The House of Krasnushkin (Дом Краснушкина) is a historical mansion in Taganrog (Petrovskaya St. 37, in old numbering No. 9). It is thought to have been built in 1871.

== History and description ==
The house was built presumably in 1871. The part of 141 quarters from Kommerchesky Lane corner in 1879 belonged to Zachariah Egorovich Krasnushkin (1816–1892), the honorary hereditary citizen of Taganrog. Zakhary Krasnushkin coming from a noble Cossack sort served from the colonel's rank to the general, the army foreman Oblasti Voysk of Donskoy. Having got this manor in the center of Taganrog, Zakhary Krasnushkin built two two-storeyed houses on this site: Petrovsky 7 at the corner and, in the neighborhood, Petrovsky 9 (in old numbering). The forged gate which conducted to the general farmstead divided two houses.
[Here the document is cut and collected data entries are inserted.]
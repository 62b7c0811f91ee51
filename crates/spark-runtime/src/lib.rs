//! Spark Runtime - Frame loop infrastructure
//!
//! Provides the building blocks a host uses to drive a simulation:
//! - `TimeSource` — monotonic millisecond timestamps (system or manual)
//! - `FrameClock` — fixed-interval frame accumulator
//! - `TickScheduler` — cancelable per-frame tick source (`start` / `stop` / `poll`)
//! - `EventBus` — typed event queue drained by the host each frame
//! - `RuntimeSystem` — trait for systems ticked by the frame loop

mod clock;
mod event_bus;
mod scheduler;
mod system;

pub use clock::{FrameClock, ManualTimeSource, SystemTimeSource, TimeSource};
pub use event_bus::EventBus;
pub use scheduler::{FrameScheduler, ManualScheduler, TickScheduler};
pub use system::RuntimeSystem;
//! Runtime system trait

use spark_core::Result;

/// A system that can be ticked by the host frame loop
///
/// The host calls `update` once per display frame with the current timestamp.
/// Whether that frame actually advances the simulation is up to the system and
/// its scheduler.
pub trait RuntimeSystem {
    /// Called once per frame
    fn update(&mut self, now_ms: f64) -> Result<()>;

    /// Called when the host is shutting down
    fn shutdown(&mut self) -> Result<()>;

    /// Human-readable name for this system
    fn name(&self) -> &str;
}
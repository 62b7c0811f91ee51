//! Events published by the simulation controller

use crate::state::Snapshot;
use spark_core::ParticleId;

/// Something a host or renderer may want to react to
#[derive(Debug, Clone, PartialEq)]
pub enum CircuitEvent {
    /// The switch changed position
    SwitchChanged { energized: bool },
    /// The bulb turned on or off
    BulbChanged { lit: bool },
    ParticleSpawned(ParticleId),
    /// A particle went all the way around the loop and was removed
    LapCompleted(ParticleId),
    /// State after a committed tick or toggle, ready to paint
    Frame(Snapshot),
}
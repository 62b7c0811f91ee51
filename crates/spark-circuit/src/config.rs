//! Circuit configuration (parsed from TOML) and validation

use spark_core::{PathGeometry, Result, SparkError, Vec2};
use std::path::Path;

/// Fixed parameters of one simulation instance.
///
/// Defaults reproduce the classroom circuit: a 400×200 loop on a 600×400
/// canvas with the bulb in the middle of the bottom wire.
#[derive(Debug, Clone, PartialEq)]
pub struct CircuitConfig {
    /// Wire loop waypoints; particles spawn at the first one
    pub path: Vec<Vec2>,
    pub bulb_position: Vec2,
    /// Drawn radius of the bulb glass
    pub bulb_radius: f64,
    /// Extra distance beyond the radius at which a particle still lights the bulb
    pub hit_margin: f64,
    /// Distance a particle travels per tick
    pub step_size: f64,
    /// Minimum time between two spawns
    pub spawn_interval_ms: f64,
    /// Tick rate hosts should drive the simulation at
    pub frame_rate: f64,
}

impl Default for CircuitConfig {
    fn default() -> Self {
        Self {
            path: vec![
                Vec2::new(100.0, 100.0),
                Vec2::new(500.0, 100.0),
                Vec2::new(500.0, 300.0),
                Vec2::new(100.0, 300.0),
            ],
            bulb_position: Vec2::new(300.0, 300.0),
            bulb_radius: 25.0,
            hit_margin: 10.0,
            step_size: 4.0,
            spawn_interval_ms: 300.0,
            frame_rate: 60.0,
        }
    }
}

impl CircuitConfig {
    /// Parse a CircuitConfig from a TOML table. Missing keys keep their
    /// defaults; present keys must have the right shape.
    pub fn from_toml(table: &toml::value::Table) -> Result<Self> {
        let mut config = Self::default();

        if let Some(v) = table.get("path") {
            let arr = v.as_array().ok_or_else(|| expected("path", "array of [x, y]"))?;
            config.path = arr
                .iter()
                .map(|p| toml_vec2(p).ok_or_else(|| expected("path", "array of [x, y]")))
                .collect::<Result<Vec<_>>>()?;
        }
        if let Some(v) = table.get("bulb_position") {
            config.bulb_position = toml_vec2(v).ok_or_else(|| expected("bulb_position", "[x, y]"))?;
        }
        if let Some(v) = table.get("bulb_radius") {
            config.bulb_radius = toml_f64(v).ok_or_else(|| expected("bulb_radius", "number"))?;
        }
        if let Some(v) = table.get("hit_margin") {
            config.hit_margin = toml_f64(v).ok_or_else(|| expected("hit_margin", "number"))?;
        }
        if let Some(v) = table.get("step_size") {
            config.step_size = toml_f64(v).ok_or_else(|| expected("step_size", "number"))?;
        }
        if let Some(v) = table.get("spawn_interval_ms") {
            config.spawn_interval_ms =
                toml_f64(v).ok_or_else(|| expected("spawn_interval_ms", "number"))?;
        }
        if let Some(v) = table.get("frame_rate") {
            config.frame_rate = toml_f64(v).ok_or_else(|| expected("frame_rate", "number"))?;
        }

        config.validate()?;
        Ok(config)
    }

    /// Parse and validate a TOML document
    pub fn from_toml_str(content: &str) -> Result<Self> {
        let table: toml::value::Table = toml::from_str(content)?;
        Self::from_toml(&table)
    }

    /// Load and validate a config file
    pub fn load(path: impl AsRef<Path>) -> Result<Self> {
        let content = std::fs::read_to_string(path)?;
        Self::from_toml_str(&content)
    }

    /// Serialize into a TOML table that `from_toml` reads back
    pub fn to_toml(&self) -> toml::value::Table {
        let mut table = toml::value::Table::new();
        table.insert(
            "path".into(),
            toml::Value::Array(self.path.iter().map(|p| vec2_value(*p)).collect()),
        );
        table.insert("bulb_position".into(), vec2_value(self.bulb_position));
        table.insert("bulb_radius".into(), toml::Value::Float(self.bulb_radius));
        table.insert("hit_margin".into(), toml::Value::Float(self.hit_margin));
        table.insert("step_size".into(), toml::Value::Float(self.step_size));
        table.insert(
            "spawn_interval_ms".into(),
            toml::Value::Float(self.spawn_interval_ms),
        );
        table.insert("frame_rate".into(), toml::Value::Float(self.frame_rate));
        table
    }

    pub fn to_toml_string(&self) -> Result<String> {
        Ok(toml::to_string_pretty(&self.to_toml())?)
    }

    /// Check every parameter. A config that passes can build a motion engine
    /// whose ticks never produce non-finite positions.
    pub fn validate(&self) -> Result<()> {
        PathGeometry::new(self.path.clone())?;
        if !self.bulb_position.is_finite() {
            return Err(SparkError::ConfigError(
                "bulb_position has a non-finite coordinate".into(),
            ));
        }
        non_negative("bulb_radius", self.bulb_radius)?;
        non_negative("hit_margin", self.hit_margin)?;
        non_negative("step_size", self.step_size)?;
        non_negative("spawn_interval_ms", self.spawn_interval_ms)?;
        if !(self.frame_rate.is_finite() && self.frame_rate > 0.0) {
            return Err(SparkError::ValueOutOfRange {
                field: "frame_rate".into(),
                min: f64::MIN_POSITIVE,
                max: f64::MAX,
                value: self.frame_rate,
            });
        }
        Ok(())
    }

    /// Validated path geometry for this config
    pub fn path_geometry(&self) -> Result<PathGeometry> {
        PathGeometry::new(self.path.clone())
    }

    pub fn frame_interval_ms(&self) -> f64 {
        1000.0 / self.frame_rate
    }
}

fn expected(field: &str, what: &str) -> SparkError {
    SparkError::InvalidFieldType {
        field: field.into(),
        expected: what.into(),
    }
}

fn non_negative(field: &str, value: f64) -> Result<()> {
    if value.is_finite() && value >= 0.0 {
        Ok(())
    } else {
        Err(SparkError::ValueOutOfRange {
            field: field.into(),
            min: 0.0,
            max: f64::MAX,
            value,
        })
    }
}

// ── TOML helpers (handle integer/float coercion) ──

fn toml_f64(v: &toml::Value) -> Option<f64> {
    v.as_float().or_else(|| v.as_integer().map(|i| i as f64))
}

fn toml_vec2(v: &toml::Value) -> Option<Vec2> {
    let arr = v.as_array()?;
    if arr.len() != 2 {
        return None;
    }
    Some(Vec2::new(toml_f64(&arr[0])?, toml_f64(&arr[1])?))
}

fn vec2_value(v: Vec2) -> toml::Value {
    toml::Value::Array(vec![toml::Value::Float(v.x), toml::Value::Float(v.y)])
}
Since 1871 Krasnushkin kept in this house shop from St. Petersburg Manufactory Company. Traded in men's and ladies' shirts, jackets from a shooting, scarfs nasal, simple and batiste, other quick-selling goods. In the same years the shop of the German silver products Gennigera placed on a leasehold basis where German silver vases for pancakes were in special demand was famous; trade A. M. Valera Bielefeld, selling fabrics from pure linen, and manufactory shop of M. S. Beshtavov.

In 1911 in a farmstead of this house, the steam dye-house and a workshop on cleaning of clothes belonging to Danziger were located.
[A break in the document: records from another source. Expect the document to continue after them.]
//! Tick scheduling — the cancelable per-frame tick source a simulation drives.
//!
//! A scheduler holds at most one outstanding tick request. `start` arms it,
//! `stop` disarms it synchronously, and the host calls `poll` once per frame to
//! learn whether the armed tick fires on that frame.

use crate::clock::FrameClock;
use tracing::trace;

/// A cancelable source of simulation ticks
pub trait TickScheduler {
    /// Arm the scheduler. Arming an already armed scheduler is a no-op, so
    /// there is never more than one outstanding tick.
    fn start(&mut self);

    /// Disarm the scheduler. No tick fires after this returns until `start`
    /// is called again.
    fn stop(&mut self);

    /// Whether a tick is currently scheduled
    fn is_armed(&self) -> bool;

    /// Called by the host once per frame. Returns true when the scheduled
    /// tick fires on this frame.
    fn poll(&mut self, now_ms: f64) -> bool;
}

/// Scheduler that fires on every polled frame while armed.
///
/// Records how often it was started and stopped so tests can check the
/// controller's scheduling.
#[derive(Debug, Default)]
pub struct ManualScheduler {
    armed: bool,
    /// Number of transitions from disarmed to armed
    pub starts: u32,
    /// Number of transitions from armed to disarmed
    pub stops: u32,
    /// Number of ticks that fired
    pub fired: u64,
}

impl ManualScheduler {
    pub fn new() -> Self {
        Self::default()
    }

    /// Outstanding tick requests (0 or 1)
    pub fn outstanding(&self) -> usize {
        usize::from(self.armed)
    }
}

impl TickScheduler for ManualScheduler {
    fn start(&mut self) {
        if !self.armed {
            self.armed = true;
            self.starts += 1;
        }
    }

    fn stop(&mut self) {
        if self.armed {
            self.armed = false;
            self.stops += 1;
        }
    }

    fn is_armed(&self) -> bool {
        self.armed
    }

    fn poll(&mut self, _now_ms: f64) -> bool {
        if self.armed {
            self.fired += 1;
        }
        self.armed
    }
}

/// Scheduler paced by a fixed frame rate, for real hosts.
///
/// The first poll after `start` fires immediately; after that at most one
/// tick fires per frame interval, however late the host polls.
pub struct FrameScheduler {
    clock: FrameClock,
    armed: bool,
}

impl FrameScheduler {
    pub fn new(hz: f64) -> Self {
        Self {
            clock: FrameClock::with_rate(hz),
            armed: false,
        }
    }

    pub fn frame_interval_ms(&self) -> f64 {
        self.clock.frame_interval_ms
    }
}

impl TickScheduler for FrameScheduler {
    fn start(&mut self) {
        if self.armed {
            return;
        }
        self.armed = true;
        self.clock.reset();
        self.clock.prime();
        trace!(interval_ms = self.clock.frame_interval_ms, "frame scheduler armed");
    }

    fn stop(&mut self) {
        if self.armed {
            self.armed = false;
            trace!("frame scheduler disarmed");
        }
    }

    fn is_armed(&self) -> bool {
        self.armed
    }

    fn poll(&mut self, now_ms: f64) -> bool {
        if !self.armed {
            return false;
        }
        self.clock.tick(now_ms);
        if self.clock.should_step() {
            self.clock.consume_step();
            true
        } else {
            false
        }
    }
}

#[cfg(test)]
mod tests {
    use super::*;

    #[test]
    fn manual_start_is_idempotent() {
        let mut sched = ManualScheduler::new();
        sched.start();
        sched.start();
        assert_eq!(sched.starts, 1);
        assert_eq!(sched.outstanding(), 1);
    }

    #[test]
    fn manual_stop_cancels_ticks() {
        let mut sched = ManualScheduler::new();
        sched.start();
        assert!(sched.poll(0.0));
        sched.stop();
        assert!(!sched.poll(16.0));
        assert_eq!(sched.outstanding(), 0);
        assert_eq!(sched.fired, 1);
        assert_eq!(sched.stops, 1);
    }

    #[test]
    fn frame_scheduler_fires_immediately_after_start() {
        let mut sched = FrameScheduler::new(60.0);
        assert!(!sched.poll(0.0));
        sched.start();
        assert!(sched.poll(1000.0));
        // Same instant again: no second tick
        assert!(!sched.poll(1000.0));
    }

    #[test]
    fn frame_scheduler_paces_ticks() {
        let mut sched = FrameScheduler::new(100.0);
        sched.start();
        assert!(sched.poll(0.0));
        assert!(!sched.poll(4.0));
        assert!(sched.poll(10.0));
        // A long stall still yields a single tick
        assert!(sched.poll(200.0));
        assert!(!sched.poll(201.0));
    }

    #[test]
    fn frame_scheduler_steady_frames_each_fire() {
        let mut sched = FrameScheduler::new(60.0);
        sched.start();
        let interval = sched.frame_interval_ms();
        let fired = (0..120)
            .filter(|&frame| sched.poll(frame as f64 * interval))
            .count();
        assert_eq!(fired, 120);
    }

    #[test]
    fn frame_scheduler_stop_then_restart() {
        let mut sched = FrameScheduler::new(60.0);
        sched.start();
        assert!(sched.poll(0.0));
        sched.stop();
        assert!(!sched.is_armed());
        assert!(!sched.poll(100.0));
        sched.start();
        assert!(sched.poll(101.0));
    }
}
In 1926 a half of the building was occupied by N.K. Boyarov's trade "Buttons and so forth". In 1928 there was a commission shop, here in 1931 – department store. In 1933 in Krasnushkin's House the trading floor of the Torgsin all-union association was open.

On 31 May 2015, on the house within the all-Russian project "Last Address" the sign in memory of the repressed M. M. Bondarenko was established.

Krasnushkin's house represents the two-storeyed brick plastered house executed in style of provincial classicism with a minimum of architectural elements. The first floor initially intended for placement of shops. Had three doors and four windows. The second floor was inhabited, an entrance upward from the yard. On a facade seven rectangular windows.